What is being asked >> Reproduce exactly the final portion of the data: every line from the one containing "return true;" through the last line, inclusive.

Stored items
::::

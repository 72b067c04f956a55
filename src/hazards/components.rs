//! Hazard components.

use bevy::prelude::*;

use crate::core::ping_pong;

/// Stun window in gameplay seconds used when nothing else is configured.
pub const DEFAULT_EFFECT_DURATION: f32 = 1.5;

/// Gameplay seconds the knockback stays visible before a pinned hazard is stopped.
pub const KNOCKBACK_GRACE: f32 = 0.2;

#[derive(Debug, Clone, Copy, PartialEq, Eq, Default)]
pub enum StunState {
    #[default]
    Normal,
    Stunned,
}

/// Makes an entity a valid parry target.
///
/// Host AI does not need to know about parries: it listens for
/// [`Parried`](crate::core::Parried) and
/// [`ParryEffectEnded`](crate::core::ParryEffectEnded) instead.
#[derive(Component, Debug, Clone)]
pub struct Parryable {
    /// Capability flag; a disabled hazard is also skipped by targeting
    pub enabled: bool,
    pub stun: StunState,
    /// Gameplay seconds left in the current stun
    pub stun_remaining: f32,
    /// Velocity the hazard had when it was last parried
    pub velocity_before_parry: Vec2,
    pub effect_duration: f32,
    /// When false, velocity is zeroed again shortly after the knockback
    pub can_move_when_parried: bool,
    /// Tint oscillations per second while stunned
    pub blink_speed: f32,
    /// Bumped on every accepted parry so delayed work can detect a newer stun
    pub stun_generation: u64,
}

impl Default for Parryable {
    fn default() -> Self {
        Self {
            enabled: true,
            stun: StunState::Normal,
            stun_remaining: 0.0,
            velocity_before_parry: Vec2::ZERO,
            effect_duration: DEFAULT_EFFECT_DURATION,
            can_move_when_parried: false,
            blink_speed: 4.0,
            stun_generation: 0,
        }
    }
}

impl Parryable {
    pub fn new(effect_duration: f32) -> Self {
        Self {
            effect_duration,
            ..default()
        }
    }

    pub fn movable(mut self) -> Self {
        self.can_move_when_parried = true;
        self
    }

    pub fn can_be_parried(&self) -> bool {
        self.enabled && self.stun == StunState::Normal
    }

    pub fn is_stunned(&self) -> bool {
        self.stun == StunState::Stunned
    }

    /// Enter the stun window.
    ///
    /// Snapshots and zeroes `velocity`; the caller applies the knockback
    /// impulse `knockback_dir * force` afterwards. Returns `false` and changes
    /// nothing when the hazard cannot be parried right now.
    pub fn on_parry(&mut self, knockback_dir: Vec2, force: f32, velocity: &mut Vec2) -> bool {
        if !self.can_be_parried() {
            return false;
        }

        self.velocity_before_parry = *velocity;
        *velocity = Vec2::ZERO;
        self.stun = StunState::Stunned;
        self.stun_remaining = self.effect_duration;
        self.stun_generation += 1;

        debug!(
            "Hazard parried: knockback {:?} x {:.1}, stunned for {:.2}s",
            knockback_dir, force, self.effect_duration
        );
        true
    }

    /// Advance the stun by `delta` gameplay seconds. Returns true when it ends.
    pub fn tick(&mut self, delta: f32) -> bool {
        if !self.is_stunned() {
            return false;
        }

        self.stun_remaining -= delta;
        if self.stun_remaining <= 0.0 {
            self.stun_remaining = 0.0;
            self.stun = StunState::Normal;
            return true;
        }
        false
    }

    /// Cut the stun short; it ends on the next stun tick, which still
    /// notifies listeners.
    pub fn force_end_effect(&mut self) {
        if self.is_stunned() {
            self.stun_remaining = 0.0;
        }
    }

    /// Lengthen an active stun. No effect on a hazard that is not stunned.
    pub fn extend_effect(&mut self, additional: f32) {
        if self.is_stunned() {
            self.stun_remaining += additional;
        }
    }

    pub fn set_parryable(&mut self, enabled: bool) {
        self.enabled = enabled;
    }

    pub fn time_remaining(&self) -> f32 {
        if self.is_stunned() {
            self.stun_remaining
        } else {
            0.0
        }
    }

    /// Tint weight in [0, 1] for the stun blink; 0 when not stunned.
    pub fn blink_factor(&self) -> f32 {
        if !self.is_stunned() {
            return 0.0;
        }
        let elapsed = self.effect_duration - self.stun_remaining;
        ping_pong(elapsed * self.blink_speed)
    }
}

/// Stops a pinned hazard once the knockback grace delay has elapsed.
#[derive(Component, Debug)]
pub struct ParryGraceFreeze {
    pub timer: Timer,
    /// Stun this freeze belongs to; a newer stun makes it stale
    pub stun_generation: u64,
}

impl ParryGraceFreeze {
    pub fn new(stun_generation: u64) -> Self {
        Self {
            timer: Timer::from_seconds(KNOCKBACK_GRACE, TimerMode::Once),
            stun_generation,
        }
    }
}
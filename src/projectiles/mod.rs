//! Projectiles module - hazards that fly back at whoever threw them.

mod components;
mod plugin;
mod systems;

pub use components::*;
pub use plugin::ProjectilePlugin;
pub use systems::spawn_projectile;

::::

Written reply >>
            return true;
        }
        false
    }

    /// Cut the stun short; it ends on the next stun tick, which still
    /// notifies listeners.
    pub fn force_end_effect(&mut self) {
        if self.is_stunned() {
            self.stun_remaining = 0.0;
        }
    }

    /// Lengthen an active stun. No effect on a hazard that is not stunned.
    pub fn extend_effect(&mut self, additional: f32) {
        if self.is_stunned() {
            self.stun_remaining += additional;
        }
    }

    pub fn set_parryable(&mut self, enabled: bool) {
        self.enabled = enabled;
    }

    pub fn time_remaining(&self) -> f32 {
        if self.is_stunned() {
            self.stun_remaining
        } else {
            0.0
        }
    }

    /// Tint weight in [0, 1] for the stun blink; 0 when not stunned.
    pub fn blink_factor(&self) -> f32 {
        if !self.is_stunned() {
            return 0.0;
        }
        let elapsed = self.effect_duration - self.stun_remaining;
        ping_pong(elapsed * self.blink_speed)
    }
}

/// Stops a pinned hazard once the knockback grace delay has elapsed.
#[derive(Component, Debug)]
pub struct ParryGraceFreeze {
    pub timer: Timer,
    /// Stun this freeze belongs to; a newer stun makes it stale
    pub stun_generation: u64,
}

impl ParryGraceFreeze {
    pub fn new(stun_generation: u64) -> Self {
        Self {
            timer: Timer::from_seconds(KNOCKBACK_GRACE, TimerMode::Once),
            stun_generation,
        }
    }
}
filename src/projectiles/mod.rs
//! Projectiles module - hazards that fly back at whoever threw them.

mod components;
mod plugin;
mod systems;

pub use components::*;
pub use plugin::ProjectilePlugin;
pub use systems::spawn_projectile;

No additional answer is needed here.